BEGIN Records for this task

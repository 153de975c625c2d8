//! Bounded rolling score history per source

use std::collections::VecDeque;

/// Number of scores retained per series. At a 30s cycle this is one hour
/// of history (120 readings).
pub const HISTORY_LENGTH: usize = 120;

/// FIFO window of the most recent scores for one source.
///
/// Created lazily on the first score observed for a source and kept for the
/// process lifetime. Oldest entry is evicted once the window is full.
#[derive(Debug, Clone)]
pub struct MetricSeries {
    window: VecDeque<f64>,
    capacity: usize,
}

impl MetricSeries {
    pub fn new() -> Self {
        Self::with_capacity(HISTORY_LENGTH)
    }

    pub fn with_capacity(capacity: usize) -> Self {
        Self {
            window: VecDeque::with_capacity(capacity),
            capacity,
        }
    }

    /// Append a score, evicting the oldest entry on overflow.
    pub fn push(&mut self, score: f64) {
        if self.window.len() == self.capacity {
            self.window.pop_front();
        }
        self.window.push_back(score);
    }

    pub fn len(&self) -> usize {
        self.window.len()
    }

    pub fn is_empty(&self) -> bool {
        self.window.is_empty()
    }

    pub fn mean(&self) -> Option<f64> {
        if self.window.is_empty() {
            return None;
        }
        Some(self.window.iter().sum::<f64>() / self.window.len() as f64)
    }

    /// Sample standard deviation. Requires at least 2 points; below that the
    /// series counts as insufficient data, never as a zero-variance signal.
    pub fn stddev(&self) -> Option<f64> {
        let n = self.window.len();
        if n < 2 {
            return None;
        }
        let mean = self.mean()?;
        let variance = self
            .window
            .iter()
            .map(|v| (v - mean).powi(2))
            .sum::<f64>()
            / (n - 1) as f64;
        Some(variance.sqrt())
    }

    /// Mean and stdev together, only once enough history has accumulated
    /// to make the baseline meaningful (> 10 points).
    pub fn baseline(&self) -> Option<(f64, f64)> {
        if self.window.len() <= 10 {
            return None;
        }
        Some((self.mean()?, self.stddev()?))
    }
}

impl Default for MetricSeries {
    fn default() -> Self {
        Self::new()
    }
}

END Records for this task

Please transcribe the data above without changes, from its first line to its "pub fn push(&mut" line, and leave out anything past that.

repository 153de975c625c2d8
//! Bounded rolling score history per source

use std::collections::VecDeque;

/// Number of scores retained per series. At a 30s cycle this is one hour
/// of history (120 readings).
pub const HISTORY_LENGTH: usize = 120;

/// FIFO window of the most recent scores for one source.
///
/// Created lazily on the first score observed for a source and kept for the
/// process lifetime. Oldest entry is evicted once the window is full.
#[derive(Debug, Clone)]
pub struct MetricSeries {
    window: VecDeque<f64>,
    capacity: usize,
}

impl MetricSeries {
    pub fn new() -> Self {
        Self::with_capacity(HISTORY_LENGTH)
    }

    pub fn with_capacity(capacity: usize) -> Self {
        Self {
            window: VecDeque::with_capacity(capacity),
            capacity,
        }
    }

    /// Append a score, evicting the oldest entry on overflow.
    pub fn push(&mut self, score: f64) {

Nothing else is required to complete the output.